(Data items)
= = = = = = =

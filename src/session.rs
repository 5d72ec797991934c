// src/session.rs
//
// Top-level orchestration: validate, resolve the zone, pick the sink, build
// the client, then fetch once or loop. Every acquired output stream is
// released on every exit path.

use anyhow::{Context, Result};
use async_trait::async_trait;
use std::future::Future;
use tracing::{debug, info, info_span, warn, Instrument};

use crate::client::{ClientOptions, LogFetcher, LogShareClient, Meta};
use crate::clock::{Clock, SystemClock};
use crate::config::{Credentials, FetchConfig};
use crate::dispatch::{dispatch, report};
use crate::gcs_client::GcsStorage;
use crate::looper::run_loop;
use crate::sink::{create_output_sink, ObjectStorage, SharedSink};
use crate::sleeper::Sleeper;
use crate::zone::{resolve_zone, ApiZoneLookup, ZoneLookup};

/// Constructors for the external collaborators of a session.
#[async_trait]
pub trait Backends: Send + Sync {
    fn zone_lookup(&self, credentials: &Credentials) -> Result<Box<dyn ZoneLookup>>;

    /// Only called when a storage destination is configured.
    async fn object_storage(&self) -> Result<Box<dyn ObjectStorage>>;

    fn log_client(&self, config: &FetchConfig, sink: Option<SharedSink>) -> Result<Box<dyn LogFetcher>>;

    fn clock(&self) -> &dyn Clock;
}

/// Real API, GCS and wall clock.
#[derive(Debug, Default, Clone, Copy)]
pub struct LiveBackends {
    clock: SystemClock,
}

#[async_trait]
impl Backends for LiveBackends {
    fn zone_lookup(&self, credentials: &Credentials) -> Result<Box<dyn ZoneLookup>> {
        Ok(Box::new(ApiZoneLookup::new(credentials)?))
    }

    async fn object_storage(&self) -> Result<Box<dyn ObjectStorage>> {
        Ok(Box::new(GcsStorage::new().await?))
    }

    fn log_client(&self, config: &FetchConfig, sink: Option<SharedSink>) -> Result<Box<dyn LogFetcher>> {
        let client = LogShareClient::new(
            &config.credentials.api_key,
            &config.credentials.api_email,
            ClientOptions::from_config(config, sink),
        )?;
        Ok(Box::new(client))
    }

    fn clock(&self) -> &dyn Clock {
        &self.clock
    }
}

/// Release list for output streams. Sinks are pushed as they are acquired;
/// `release_all` finalizes every one of them even if some fail.
#[derive(Default)]
pub struct ResourceGuard {
    sinks: Vec<SharedSink>,
}

impl ResourceGuard {
    pub fn new() -> Self {
        Self::default()
    }

    pub fn push(&mut self, sink: SharedSink) {
        self.sinks.push(sink);
    }

    pub fn len(&self) -> usize {
        self.sinks.len()
    }

    pub fn is_empty(&self) -> bool {
        self.sinks.is_empty()
    }

    /// Finalize and forget every held sink. Returns the first failure.
    pub async fn release_all(&mut self) -> Result<()> {
        let mut first_err = None;
        for sink in self.sinks.drain(..) {
            let mut sink = sink.lock().await;
            let target = sink.describe();
            match sink.finalize().await {
                Ok(()) => debug!("Released {}", target),
                Err(e) => {
                    warn!("Failed to release {}: {:#}", target, e);
                    first_err.get_or_insert(e.context(format!("failed to close {}", target)));
                }
            }
        }
        first_err.map_or(Ok(()), Err)
    }
}

impl Drop for ResourceGuard {
    fn drop(&mut self) {
        if !self.sinks.is_empty() {
            warn!("{} output stream(s) dropped without being released", self.sinks.len());
        }
    }
}

/// A ready-to-fetch configuration and client.
pub struct Session {
    pub config: FetchConfig,
    pub client: Box<dyn LogFetcher>,
}

/// Validate, resolve the zone, open the sink and build the client.
///
/// Any sink opened here is pushed onto `guard` before anything else can fail.
pub async fn open_session(
    mut config: FetchConfig,
    backends: &dyn Backends,
    guard: &mut ResourceGuard,
) -> Result<Session> {
    config.validate().context("invalid configuration")?;

    let lookup = backends.zone_lookup(&config.credentials)?;
    let zone_id = resolve_zone(&mut config, lookup.as_ref()).await?;

    let sink = match config.storage_destination() {
        Some(_) => {
            let storage = backends
                .object_storage()
                .await
                .context("failed to set up Google Cloud Storage")?;
            create_output_sink(&config, &zone_id, storage.as_ref(), backends.clock()).await?
        }
        None => None,
    };
    if let Some(sink) = &sink {
        guard.push(sink.clone());
    }

    let client = backends.log_client(&config, sink)?;
    Ok(Session { config, client })
}

/// Single-shot mode: one fetch, one report.
pub async fn run_once(config: FetchConfig, backends: &dyn Backends) -> Result<Meta> {
    run_once_until(config, backends, std::future::pending()).await
}

/// Single-shot mode with a shutdown request.
///
/// A shutdown that arrives while the fetch is running does not cut it short:
/// the fetch completes, then the output is released as usual.
pub async fn run_once_until<F>(config: FetchConfig, backends: &dyn Backends, shutdown: F) -> Result<Meta>
where
    F: Future<Output = ()>,
{
    let mut guard = ResourceGuard::new();
    let result = {
        let fetch = async {
            let session = open_session(config, backends, &mut guard).await?;
            let meta = dispatch(&session.config, session.client.as_ref()).await?;
            report(&meta);
            Ok::<_, anyhow::Error>(meta)
        }
        .instrument(info_span!("run"));
        tokio::pin!(fetch);
        tokio::pin!(shutdown);

        tokio::select! {
            result = &mut fetch => result,
            _ = &mut shutdown => {
                info!("Shutdown requested, finishing the current fetch");
                fetch.await
            }
        }
    };

    finish(result, guard.release_all().await)
}

/// Loop mode. Runs until `shutdown` resolves, then releases the output.
///
/// Shutdown is honoured between iterations only, see [`run_loop`].
pub async fn run_forever<F>(
    config: FetchConfig,
    backends: &dyn Backends,
    interval_secs: u64,
    sleeper: &dyn Sleeper,
    shutdown: F,
) -> Result<()>
where
    F: Future<Output = ()>,
{
    let mut guard = ResourceGuard::new();
    let session = match open_session(config, backends, &mut guard).await {
        Ok(session) => session,
        Err(e) => return finish(Err(e), guard.release_all().await),
    };

    let fetches = run_loop(
        &session.config,
        session.client.as_ref(),
        interval_secs,
        sleeper,
        shutdown,
    )
    .await;
    info!("Shutdown requested after {} fetch(es), closing output", fetches);

    guard.release_all().await
}

/// Combine the run outcome with the release outcome. A run error wins; a
/// release error after a failed run is only logged (it already was).
fn finish<T>(result: Result<T>, released: Result<()>) -> Result<T> {
    match (result, released) {
        (Err(e), _) => Err(e),
        (Ok(_), Err(e)) => Err(e),
        (Ok(v), Ok(())) => Ok(v),
    }
}
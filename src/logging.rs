// src/logging.rs
//
// Process-wide log setup, done once at startup by the binary. Library code
// only emits `tracing` events inside per-stage spans.

use anyhow::{anyhow, Result};
use tracing_subscriber::EnvFilter;

/// Filter directive for a `-v` count: none = info, `-v` = debug, `-vv` = trace.
///
/// Fetch metadata is reported at info, so the default keeps it visible.
pub fn level_for_verbosity(verbose: u8) -> &'static str {
    match verbose {
        0 => "info",
        1 => "debug",
        _ => "trace",
    }
}

/// Install the stderr subscriber. `RUST_LOG` overrides the verbosity flag.
pub fn init(verbose: u8) -> Result<()> {
    let filter = EnvFilter::try_from_default_env()
        .unwrap_or_else(|_| EnvFilter::new(level_for_verbosity(verbose)));

    tracing_subscriber::fmt()
        .with_env_filter(filter)
        .with_writer(std::io::stderr)
        .with_target(false)
        .try_init()
        .map_err(|e| anyhow!("failed to initialise logging: {}", e))?;

    // Bridge `log` records from dependencies; harmless if already bridged.
    tracing_log::LogTracer::init().ok();
    Ok(())
}
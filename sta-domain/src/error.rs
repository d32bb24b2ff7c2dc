//! Error taxonomy for the domain layer.

use crate::EditorError;
use sta_graph::GraphError;
use sta_model::EntityKind;
use sta_types::EntityId;
use thiserror::Error;

/// Result type for domain operations.
pub type DomainResult<T> = Result<T, DomainError>;

/// Errors that can occur in aggregate and service operations.
#[derive(Debug, Error)]
pub enum DomainError {
    /// Mutation attempted on an aggregate with no editor bound.
    ///
    /// This is a wiring mistake in the calling code, never a user error.
    #[error("aggregate for {kind} '{id}' has no editor bound and is read-only")]
    ReadOnlyAggregate { kind: EntityKind, id: EntityId },

    /// The entity violates a construction invariant (e.g. an observation
    /// without a datastream reference). Rejected before any I/O.
    #[error("validation failed: {0}")]
    Validation(String),

    /// The request named an unknown expand relation.
    #[error(transparent)]
    InvalidExpand(#[from] GraphError),

    /// The addressed entity does not exist.
    #[error("entity not found: {0}")]
    NotFound(EntityId),

    /// The persistence backend failed; wrapped and propagated, no retry.
    #[error("persistence failure: {0}")]
    Persistence(#[from] EditorError),
}

impl DomainError {
    /// True for conditions the caller should surface as a bad request
    /// rather than a server fault.
    #[must_use]
    pub const fn is_client_error(&self) -> bool {
        matches!(
            self,
            Self::Validation(_) | Self::InvalidExpand(_) | Self::NotFound(_)
        )
    }
}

= = = = = = =

:: Task ::
The required answer is the exact run of lines above starting at the line with "binary. Library code" and ending at the line with "let filter = EnvFilter::try_from_default_env()", with both ends present.

:: Problem solution ::
// Process-wide log setup, done once at startup by the binary. Library code
// only emits `tracing` events inside per-stage spans.

use anyhow::{anyhow, Result};
use tracing_subscriber::EnvFilter;

/// Filter directive for a `-v` count: none = info, `-v` = debug, `-vv` = trace.
///
/// Fetch metadata is reported at info, so the default keeps it visible.
pub fn level_for_verbosity(verbose: u8) -> &'static str {
    match verbose {
        0 => "info",
        1 => "debug",
        _ => "trace",
    }
}

/// Install the stderr subscriber. `RUST_LOG` overrides the verbosity flag.
pub fn init(verbose: u8) -> Result<()> {
    let filter = EnvFilter::try_from_default_env()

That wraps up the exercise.